### WHAT IS REQUIRED
Output the data in full and exactly as presented.

::: EXCERPTED RECORDS

//! Routine and step model, as served by the assigned-routines endpoint.
//!
//! Steps are ordered by `order` once on load and are never mutated after
//! that; the session machine only ever reads them.

use serde::{Deserialize, Serialize};

/// One drill within a routine.
#[derive(Debug, Clone, PartialEq, Serialize, Deserialize)]
pub struct Step {
    /// Position within the routine as stored server-side.
    #[serde(default)]
    pub order: u32,
    /// Drill identifier.
    #[serde(rename = "drill")]
    pub drill_id: u64,
    pub drill_name: String,
    /// Activity duration in seconds. Zero or absent means a rep-counted drill.
    #[serde(default)]
    pub duration_seconds: Option<u64>,
    #[serde(default)]
    pub reps_target: Option<u32>,
    /// Rest after this drill in seconds. Zero or absent means no rest phase.
    #[serde(default)]
    pub rest_after_seconds: Option<u64>,
    #[serde(default)]
    pub notes: Option<String>,
    #[serde(default)]
    pub youtube_link: Option<String>,
    /// Metric names the post-session survey asks for.
    #[serde(default)]
    pub metrics_to_collect: Vec<String>,
}

impl Step {
    /// Countdown length of the activity phase. A zero duration still runs
    /// a one-second tick so the phase completes.
    pub fn activity_secs(&self) -> u64 {
        self.duration_seconds.unwrap_or(0).max(1)
    }

    /// Rest following this step, or `None` when no rest phase follows.
    pub fn rest_secs(&self) -> Option<u64> {
        self.rest_after_seconds.filter(|&secs| secs > 0)
    }

    pub fn has_rest(&self) -> bool {
        self.rest_secs().is_some()
    }

    /// What the player shows as the drill's target.
    pub fn target_display(&self) -> String {
        match (self.duration_seconds, self.reps_target) {
            (Some(secs), _) if secs > 0 => format!("{secs}s"),
            (_, Some(reps)) => format!("{reps} reps"),
            _ => "N/A".to_string(),
        }
    }

    pub fn notes_display(&self) -> &str {
        match self.notes.as_deref() {
            Some(notes) if !notes.trim().is_empty() => notes,
            _ => "None",
        }
    }
}

/// An ordered set of drills assigned to the user.
#[derive(Debug, Clone, PartialEq, Serialize, Deserialize)]
pub struct Routine {
    pub id: u64,
    pub name: String,
    #[serde(default)]
    pub description: Option<String>,
    #[serde(default)]
    pub created_by_username: Option<String>,
    #[serde(default)]
    pub difficulty_display: Option<String>,
    #[serde(default)]
    pub difficulty_value: Option<u8>,
    #[serde(default)]
    pub total_duration_seconds: Option<u64>,
    #[serde(default)]
    pub total_duration_display: Option<String>,
    #[serde(rename = "routine_steps", default)]
    steps: Vec<Step>,
}

impl Routine {
    pub fn new(id: u64, name: impl Into<String>, steps: Vec<Step>) -> Self {
        let mut routine = Self {
            id,
            name: name.into(),
            description: None,
            created_by_username: None,
            difficulty_display: None,
            difficulty_value: None,
            total_duration_seconds: None,
            total_duration_display: None,
            steps,
        };
        routine.normalize();
        routine
    }

    /// Sort steps by their server-side order. Called once after decoding.
    pub fn normalize(&mut self) {
        self.steps.sort_by_key(|s| s.order);
    }

    pub fn steps(&self) -> &[Step] {
        &self.steps
    }

    pub fn step(&self, index: usize) -> Option<&Step> {
        self.steps.get(index)
    }

    pub fn step_count(&self) -> usize {
        self.steps.len()
    }

    pub fn is_empty(&self) -> bool {
        self.steps.is_empty()
    }

    /// Activity plus rest time across all steps, rest after the last step included.
    pub fn total_duration_secs(&self) -> u64 {
        self.steps
            .iter()
            .map(|s| s.duration_seconds.unwrap_or(0) + s.rest_after_seconds.unwrap_or(0))
            .sum()
    }

    /// Total duration as the server words it, falling back to `m:ss`.
    pub fn total_display(&self) -> String {
        match self.total_duration_display.as_deref() {
            Some(display) if !display.trim().is_empty() => display.to_string(),
            _ => format_clock(
                self.total_duration_seconds
                    .unwrap_or_else(|| self.total_duration_secs()),
            ),
        }
    }

    /// Steps whose drill asks for at least one post-session metric.
    pub fn steps_with_metrics(&self) -> impl Iterator<Item = &Step> {
        self.steps.iter().filter(|s| !s.metrics_to_collect.is_empty())
    }
}

/// Entry of the assigned-routines list.
#[derive(Debug, Clone, PartialEq, Serialize, Deserialize)]
pub struct RoutineSummary {
    pub id: u64,
    pub name: String,
    #[serde(default)]
    pub description: Option<String>,
    #[serde(default)]
    pub difficulty_display: Option<String>,
    #[serde(default)]
    pub difficulty_value: Option<u8>,
    #[serde(default)]
    pub total_duration_display: Option<String>,
}

/// Formats seconds as `m:ss`.
pub fn format_clock(secs: u64) -> String {
    format!("{}:{:02}", secs / 60, secs % 60)
}

#[cfg(test)]
pub(crate) mod fixtures {
    use super::*;

    pub fn step(order: u32, name: &str, duration: u64, rest: Option<u64>) -> Step {
        Step {
            order,
            drill_id: 100 + order as u64,
            drill_name: name.to_string(),
            duration_seconds: Some(duration),
            reps_target: None,
            rest_after_seconds: rest,
            notes: None,
            youtube_link: None,
            metrics_to_collect: Vec::new(),
        }
    }

    /// Two steps, durations [10, 5], rest [0, 3].
    pub fn two_step() -> Routine {
        Routine::new(
            7,
            "Footwork Basics",
            vec![
                step(1, "Ghosting", 10, Some(0)),
                step(2, "Shadow Swings", 5, Some(3)),
            ],
        )
    }
}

::::::

### OUTPUT OF THE EXERCISE
//! Routine and step model, as served by the assigned-routines endpoint.
//!
//! Steps are ordered by `order` once on load and are never mutated after
//! that; the session machine only ever reads them.

use serde::{Deserialize, Serialize};

/// One drill within a routine.
#[derive(Debug, Clone, PartialEq, Serialize, Deserialize)]
pub struct Step {
    /// Position within the routine as stored server-side.
    #[serde(default)]
    pub order: u32,
    /// Drill identifier.
    #[serde(rename = "drill")]
    pub drill_id: u64,
    pub drill_name: String,
    /// Activity duration in seconds. Zero or absent means a rep-counted drill.
    #[serde(default)]
    pub duration_seconds: Option<u64>,
    #[serde(default)]
    pub reps_target: Option<u32>,
    /// Rest after this drill in seconds. Zero or absent means no rest phase.
    #[serde(default)]
    pub rest_after_seconds: Option<u64>,
    #[serde(default)]
    pub notes: Option<String>,
    #[serde(default)]
    pub youtube_link: Option<String>,
    /// Metric names the post-session survey asks for.
    #[serde(default)]
    pub metrics_to_collect: Vec<String>,
}

impl Step {
    /// Countdown length of the activity phase. A zero duration still runs
    /// a one-second tick so the phase completes.
    pub fn activity_secs(&self) -> u64 {
        self.duration_seconds.unwrap_or(0).max(1)
    }

    /// Rest following this step, or `None` when no rest phase follows.
    pub fn rest_secs(&self) -> Option<u64> {
        self.rest_after_seconds.filter(|&secs| secs > 0)
    }

    pub fn has_rest(&self) -> bool {
        self.rest_secs().is_some()
    }

    /// What the player shows as the drill's target.
    pub fn target_display(&self) -> String {
        match (self.duration_seconds, self.reps_target) {
            (Some(secs), _) if secs > 0 => format!("{secs}s"),
            (_, Some(reps)) => format!("{reps} reps"),
            _ => "N/A".to_string(),
        }
    }

    pub fn notes_display(&self) -> &str {
        match self.notes.as_deref() {
            Some(notes) if !notes.trim().is_empty() => notes,
            _ => "None",
        }
    }
}

/// An ordered set of drills assigned to the user.
#[derive(Debug, Clone, PartialEq, Serialize, Deserialize)]
pub struct Routine {
    pub id: u64,
    pub name: String,
    #[serde(default)]
    pub description: Option<String>,
    #[serde(default)]
    pub created_by_username: Option<String>,
    #[serde(default)]
    pub difficulty_display: Option<String>,
    #[serde(default)]
    pub difficulty_value: Option<u8>,
    #[serde(default)]
    pub total_duration_seconds: Option<u64>,
    #[serde(default)]
    pub total_duration_display: Option<String>,
    #[serde(rename = "routine_steps", default)]
    steps: Vec<Step>,
}

impl Routine {
    pub fn new(id: u64, name: impl Into<String>, steps: Vec<Step>) -> Self {
        let mut routine = Self {
            id,
            name: name.into(),
            description: None,
            created_by_username: None,
            difficulty_display: None,
            difficulty_value: None,
            total_duration_seconds: None,
            total_duration_display: None,
            steps,
        };
        routine.normalize();
        routine
    }

    /// Sort steps by their server-side order. Called once after decoding.
    pub fn normalize(&mut self) {
        self.steps.sort_by_key(|s| s.order);
    }

    pub fn steps(&self) -> &[Step] {
        &self.steps
    }

    pub fn step(&self, index: usize) -> Option<&Step> {
        self.steps.get(index)
    }

    pub fn step_count(&self) -> usize {
        self.steps.len()
    }

    pub fn is_empty(&self) -> bool {
        self.steps.is_empty()
    }

    /// Activity plus rest time across all steps, rest after the last step included.
    pub fn total_duration_secs(&self) -> u64 {
        self.steps
            .iter()
            .map(|s| s.duration_seconds.unwrap_or(0) + s.rest_after_seconds.unwrap_or(0))
            .sum()
    }

    /// Total duration as the server words it, falling back to `m:ss`.
    pub fn total_display(&self) -> String {
        match self.total_duration_display.as_deref() {
            Some(display) if !display.trim().is_empty() => display.to_string(),
            _ => format_clock(
                self.total_duration_seconds
                    .unwrap_or_else(|| self.total_duration_secs()),
            ),
        }
    }

    /// Steps whose drill asks for at least one post-session metric.
    pub fn steps_with_metrics(&self) -> impl Iterator<Item = &Step> {
        self.steps.iter().filter(|s| !s.metrics_to_collect.is_empty())
    }
}

/// Entry of the assigned-routines list.
#[derive(Debug, Clone, PartialEq, Serialize, Deserialize)]
pub struct RoutineSummary {
    pub id: u64,
    pub name: String,
    #[serde(default)]
    pub description: Option<String>,
    #[serde(default)]
    pub difficulty_display: Option<String>,
    #[serde(default)]
    pub difficulty_value: Option<u8>,
    #[serde(default)]
    pub total_duration_display: Option<String>,
}

/// Formats seconds as `m:ss`.
pub fn format_clock(secs: u64) -> String {
    format!("{}:{:02}", secs / 60, secs % 60)
}

#[cfg(test)]
pub(crate) mod fixtures {
    use super::*;

    pub fn step(order: u32, name: &str, duration: u64, rest: Option<u64>) -> Step {
        Step {
            order,
            drill_id: 100 + order as u64,
            drill_name: name.to_string(),
            duration_seconds: Some(duration),
            reps_target: None,
            rest_after_seconds: rest,
            notes: None,
            youtube_link: None,
            metrics_to_collect: Vec::new(),
        }
    }

    /// Two steps, durations [10, 5], rest [0, 3].
    pub fn two_step() -> Routine {
        Routine::new(
            7,
            "Footwork Basics",
            vec![
                step(1, "Ghosting", 10, Some(0)),
                step(2, "Shadow Swings", 5, Some(3)),
            ],
        )
    }
}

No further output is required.